Instructions to follow:
The whole set of entries is to be restated word for word.

Records to use:
use crate::error::Error;
use std::fmt;

/// The fixed RFC 6455 string concatenated with the client nonce when
/// computing the `Sec-WebSocket-Accept` response value.
pub const WS_GUID: &str = "258EAFA5-E914-47DA-95CA-C5AB0DC85B11";

#[derive(Debug, Clone, Copy, PartialEq, Eq)]
pub enum OpCode {
    Continue,
    Text,
    Binary,
    Close,
    Ping,
    Pong,
}

impl OpCode {
    pub fn from_u8(byte: u8) -> Option<Self> {
        match byte {
            0x0 => Some(OpCode::Continue),
            0x1 => Some(OpCode::Text),
            0x2 => Some(OpCode::Binary),
            0x8 => Some(OpCode::Close),
            0x9 => Some(OpCode::Ping),
            0xA => Some(OpCode::Pong),
            _ => None,
        }
    }

    pub fn as_u8(&self) -> u8 {
        match self {
            OpCode::Continue => 0x0,
            OpCode::Text => 0x1,
            OpCode::Binary => 0x2,
            OpCode::Close => 0x8,
            OpCode::Ping => 0x9,
            OpCode::Pong => 0xA,
        }
    }

    pub fn is_control(&self) -> bool {
        matches!(self, OpCode::Close | OpCode::Ping | OpCode::Pong)
    }
}

/// A WebSocket close status code (RFC 6455 §7.4).
///
/// 1005/1006/1015 are sentinels: they describe a closure locally but MUST
/// NOT appear on the wire, so `is_valid_on_wire` rejects them even though
/// `is_defined` (used for the "known or private-range" check on receive)
/// does not need to distinguish them from any other defined code.
#[derive(Debug, Clone, Copy, PartialEq, Eq)]
pub struct CloseCode(pub u16);

impl CloseCode {
    pub const NORMAL_CLOSURE: CloseCode = CloseCode(1000);
    pub const GOING_AWAY: CloseCode = CloseCode(1001);
    pub const PROTOCOL_ERROR: CloseCode = CloseCode(1002);
    pub const UNSUPPORTED_DATA: CloseCode = CloseCode(1003);
    pub const NO_STATUS_RECEIVED: CloseCode = CloseCode(1005);
    pub const ABNORMAL_CLOSURE: CloseCode = CloseCode(1006);
    pub const INVALID_PAYLOAD_DATA: CloseCode = CloseCode(1007);
    pub const POLICY_VIOLATION: CloseCode = CloseCode(1008);
    pub const MESSAGE_TOO_BIG: CloseCode = CloseCode(1009);
    pub const MANDATORY_EXTENSION: CloseCode = CloseCode(1010);
    pub const INTERNAL_ERROR: CloseCode = CloseCode(1011);
    pub const TLS_HANDSHAKE: CloseCode = CloseCode(1015);

    const DEFINED: [CloseCode; 9] = [
        Self::NORMAL_CLOSURE,
        Self::GOING_AWAY,
        Self::PROTOCOL_ERROR,
        Self::UNSUPPORTED_DATA,
        Self::INVALID_PAYLOAD_DATA,
        Self::POLICY_VIOLATION,
        Self::MESSAGE_TOO_BIG,
        Self::MANDATORY_EXTENSION,
        Self::INTERNAL_ERROR,
    ];

    /// True for a code allowed to appear as the 2-byte payload of a Close
    /// frame actually observed on the wire: one of the defined codes, or
    /// in the private-use range 3000-4999. The local-only sentinels
    /// (1005/1006/1015) are deliberately excluded.
    pub fn is_valid_on_wire(self) -> bool {
        Self::DEFINED.contains(&self) || (3000..=4999).contains(&self.0)
    }

    pub fn as_u16(self) -> u16 {
        self.0
    }
}

impl fmt::Display for CloseCode {
    fn fmt(&self, f: &mut fmt::Formatter<'_>) -> fmt::Result {
        write!(f, "{}", self.0)
    }
}

/// In-memory value of one RFC 6455 frame.
///
/// `code` is only meaningful when `op == OpCode::Close`; it holds the
/// close status that was (or will be) carried in the first two bytes of
/// the Close payload, separate from `data` which holds the UTF-8 reason.
#[derive(Debug, Clone, PartialEq)]
pub struct Frame {
    pub op: OpCode,
    pub fin: bool,
    pub rsv1: bool,
    pub rsv2: bool,
    pub rsv3: bool,
    pub data: Vec<u8>,
    pub code: Option<CloseCode>,
}

impl Frame {
    pub fn new(op: OpCode, data: Vec<u8>) -> Self {
        Self {
            op,
            fin: true,
            rsv1: false,
            rsv2: false,
            rsv3: false,
            data,
            code: None,
        }
    }

    pub fn text(data: impl Into<String>) -> Self {
        Self::new(OpCode::Text, data.into().into_bytes())
    }

    pub fn binary(data: impl Into<Vec<u8>>) -> Self {
        Self::new(OpCode::Binary, data.into())
    }

    pub fn ping(data: impl Into<Vec<u8>>) -> Self {
        Self::new(OpCode::Ping, data.into())
    }

    pub fn pong(data: impl Into<Vec<u8>>) -> Self {
        Self::new(OpCode::Pong, data.into())
    }

    pub fn close(code: CloseCode, reason: impl Into<Vec<u8>>) -> Self {
        let mut frame = Self::new(OpCode::Close, reason.into());
        frame.code = Some(code);
        frame
    }

    /// The length a Close frame's payload will occupy on the wire: the
    /// reason bytes plus 2 if a close code is present.
    fn effective_len(&self) -> usize {
        self.data.len() + if self.code.is_some() { 2 } else { 0 }
    }

    /// Enforces the §3 data-model invariants before this frame is handed
    /// to the writer. A violation here is a local programming error (§7
    /// InvalidLocalFrame), never a peer-caused protocol error.
    pub fn validate(&self) -> Result<(), Error> {
        if self.op.is_control() {
            if !self.fin {
                return Err(Error::InvalidLocalFrame(
                    "control frames must not be fragmented",
                ));
            }
            if self.effective_len() > 125 {
                return Err(Error::InvalidLocalFrame(
                    "control frame payload exceeds 125 bytes",
                ));
            }
        }

        if self.rsv1 || self.rsv2 || self.rsv3 {
            return Err(Error::InvalidLocalFrame(
                "rsv bits set but no extension negotiated",
            ));
        }

        if self.op == OpCode::Close {
            if let Some(code) = self.code {
                if !code.is_valid_on_wire() {
                    return Err(Error::InvalidLocalFrame(
                        "close code is reserved or undefined",
                    ));
                }
            }
        } else if self.code.is_some() {
            return Err(Error::InvalidLocalFrame(
                "close code set on a non-close frame",
            ));
        }

        if self.op == OpCode::Text && std::str::from_utf8(&self.data).is_err() {
            return Err(Error::InvalidLocalFrame("text frame payload is not UTF-8"));
        }

        Ok(())
    }
}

Your response:
use crate::error::Error;
use std::fmt;

/// The fixed RFC 6455 string concatenated with the client nonce when
/// computing the `Sec-WebSocket-Accept` response value.
pub const WS_GUID: &str = "258EAFA5-E914-47DA-95CA-C5AB0DC85B11";

#[derive(Debug, Clone, Copy, PartialEq, Eq)]
pub enum OpCode {
    Continue,
    Text,
    Binary,
    Close,
    Ping,
    Pong,
}

impl OpCode {
    pub fn from_u8(byte: u8) -> Option<Self> {
        match byte {
            0x0 => Some(OpCode::Continue),
            0x1 => Some(OpCode::Text),
            0x2 => Some(OpCode::Binary),
            0x8 => Some(OpCode::Close),
            0x9 => Some(OpCode::Ping),
            0xA => Some(OpCode::Pong),
            _ => None,
        }
    }

    pub fn as_u8(&self) -> u8 {
        match self {
            OpCode::Continue => 0x0,
            OpCode::Text => 0x1,
            OpCode::Binary => 0x2,
            OpCode::Close => 0x8,
            OpCode::Ping => 0x9,
            OpCode::Pong => 0xA,
        }
    }

    pub fn is_control(&self) -> bool {
        matches!(self, OpCode::Close | OpCode::Ping | OpCode::Pong)
    }
}

/// A WebSocket close status code (RFC 6455 §7.4).
///
/// 1005/1006/1015 are sentinels: they describe a closure locally but MUST
/// NOT appear on the wire, so `is_valid_on_wire` rejects them even though
/// `is_defined` (used for the "known or private-range" check on receive)
/// does not need to distinguish them from any other defined code.
#[derive(Debug, Clone, Copy, PartialEq, Eq)]
pub struct CloseCode(pub u16);

impl CloseCode {
    pub const NORMAL_CLOSURE: CloseCode = CloseCode(1000);
    pub const GOING_AWAY: CloseCode = CloseCode(1001);
    pub const PROTOCOL_ERROR: CloseCode = CloseCode(1002);
    pub const UNSUPPORTED_DATA: CloseCode = CloseCode(1003);
    pub const NO_STATUS_RECEIVED: CloseCode = CloseCode(1005);
    pub const ABNORMAL_CLOSURE: CloseCode = CloseCode(1006);
    pub const INVALID_PAYLOAD_DATA: CloseCode = CloseCode(1007);
    pub const POLICY_VIOLATION: CloseCode = CloseCode(1008);
    pub const MESSAGE_TOO_BIG: CloseCode = CloseCode(1009);
    pub const MANDATORY_EXTENSION: CloseCode = CloseCode(1010);
    pub const INTERNAL_ERROR: CloseCode = CloseCode(1011);
    pub const TLS_HANDSHAKE: CloseCode = CloseCode(1015);

    const DEFINED: [CloseCode; 9] = [
        Self::NORMAL_CLOSURE,
        Self::GOING_AWAY,
        Self::PROTOCOL_ERROR,
        Self::UNSUPPORTED_DATA,
        Self::INVALID_PAYLOAD_DATA,
        Self::POLICY_VIOLATION,
        Self::MESSAGE_TOO_BIG,
        Self::MANDATORY_EXTENSION,
        Self::INTERNAL_ERROR,
    ];

    /// True for a code allowed to appear as the 2-byte payload of a Close
    /// frame actually observed on the wire: one of the defined codes, or
    /// in the private-use range 3000-4999. The local-only sentinels
    /// (1005/1006/1015) are deliberately excluded.
    pub fn is_valid_on_wire(self) -> bool {
        Self::DEFINED.contains(&self) || (3000..=4999).contains(&self.0)
    }

    pub fn as_u16(self) -> u16 {
        self.0
    }
}

impl fmt::Display for CloseCode {
    fn fmt(&self, f: &mut fmt::Formatter<'_>) -> fmt::Result {
        write!(f, "{}", self.0)
    }
}

/// In-memory value of one RFC 6455 frame.
///
/// `code` is only meaningful when `op == OpCode::Close`; it holds the
/// close status that was (or will be) carried in the first two bytes of
/// the Close payload, separate from `data` which holds the UTF-8 reason.
#[derive(Debug, Clone, PartialEq)]
pub struct Frame {
    pub op: OpCode,
    pub fin: bool,
    pub rsv1: bool,
    pub rsv2: bool,
    pub rsv3: bool,
    pub data: Vec<u8>,
    pub code: Option<CloseCode>,
}

impl Frame {
    pub fn new(op: OpCode, data: Vec<u8>) -> Self {
        Self {
            op,
            fin: true,
            rsv1: false,
            rsv2: false,
            rsv3: false,
            data,
            code: None,
        }
    }

    pub fn text(data: impl Into<String>) -> Self {
        Self::new(OpCode::Text, data.into().into_bytes())
    }

    pub fn binary(data: impl Into<Vec<u8>>) -> Self {
        Self::new(OpCode::Binary, data.into())
    }

    pub fn ping(data: impl Into<Vec<u8>>) -> Self {
        Self::new(OpCode::Ping, data.into())
    }

    pub fn pong(data: impl Into<Vec<u8>>) -> Self {
        Self::new(OpCode::Pong, data.into())
    }

    pub fn close(code: CloseCode, reason: impl Into<Vec<u8>>) -> Self {
        let mut frame = Self::new(OpCode::Close, reason.into());
        frame.code = Some(code);
        frame
    }

    /// The length a Close frame's payload will occupy on the wire: the
    /// reason bytes plus 2 if a close code is present.
    fn effective_len(&self) -> usize {
        self.data.len() + if self.code.is_some() { 2 } else { 0 }
    }

    /// Enforces the §3 data-model invariants before this frame is handed
    /// to the writer. A violation here is a local programming error (§7
    /// InvalidLocalFrame), never a peer-caused protocol error.
    pub fn validate(&self) -> Result<(), Error> {
        if self.op.is_control() {
            if !self.fin {
                return Err(Error::InvalidLocalFrame(
                    "control frames must not be fragmented",
                ));
            }
            if self.effective_len() > 125 {
                return Err(Error::InvalidLocalFrame(
                    "control frame payload exceeds 125 bytes",
                ));
            }
        }

        if self.rsv1 || self.rsv2 || self.rsv3 {
            return Err(Error::InvalidLocalFrame(
                "rsv bits set but no extension negotiated",
            ));
        }

        if self.op == OpCode::Close {
            if let Some(code) = self.code {
                if !code.is_valid_on_wire() {
                    return Err(Error::InvalidLocalFrame(
                        "close code is reserved or undefined",
                    ));
                }
            }
        } else if self.code.is_some() {
            return Err(Error::InvalidLocalFrame(
                "close code set on a non-close frame",
            ));
        }

        if self.op == OpCode::Text && std::str::from_utf8(&self.data).is_err() {
            return Err(Error::InvalidLocalFrame("text frame payload is not UTF-8"));
        }

        Ok(())
    }
}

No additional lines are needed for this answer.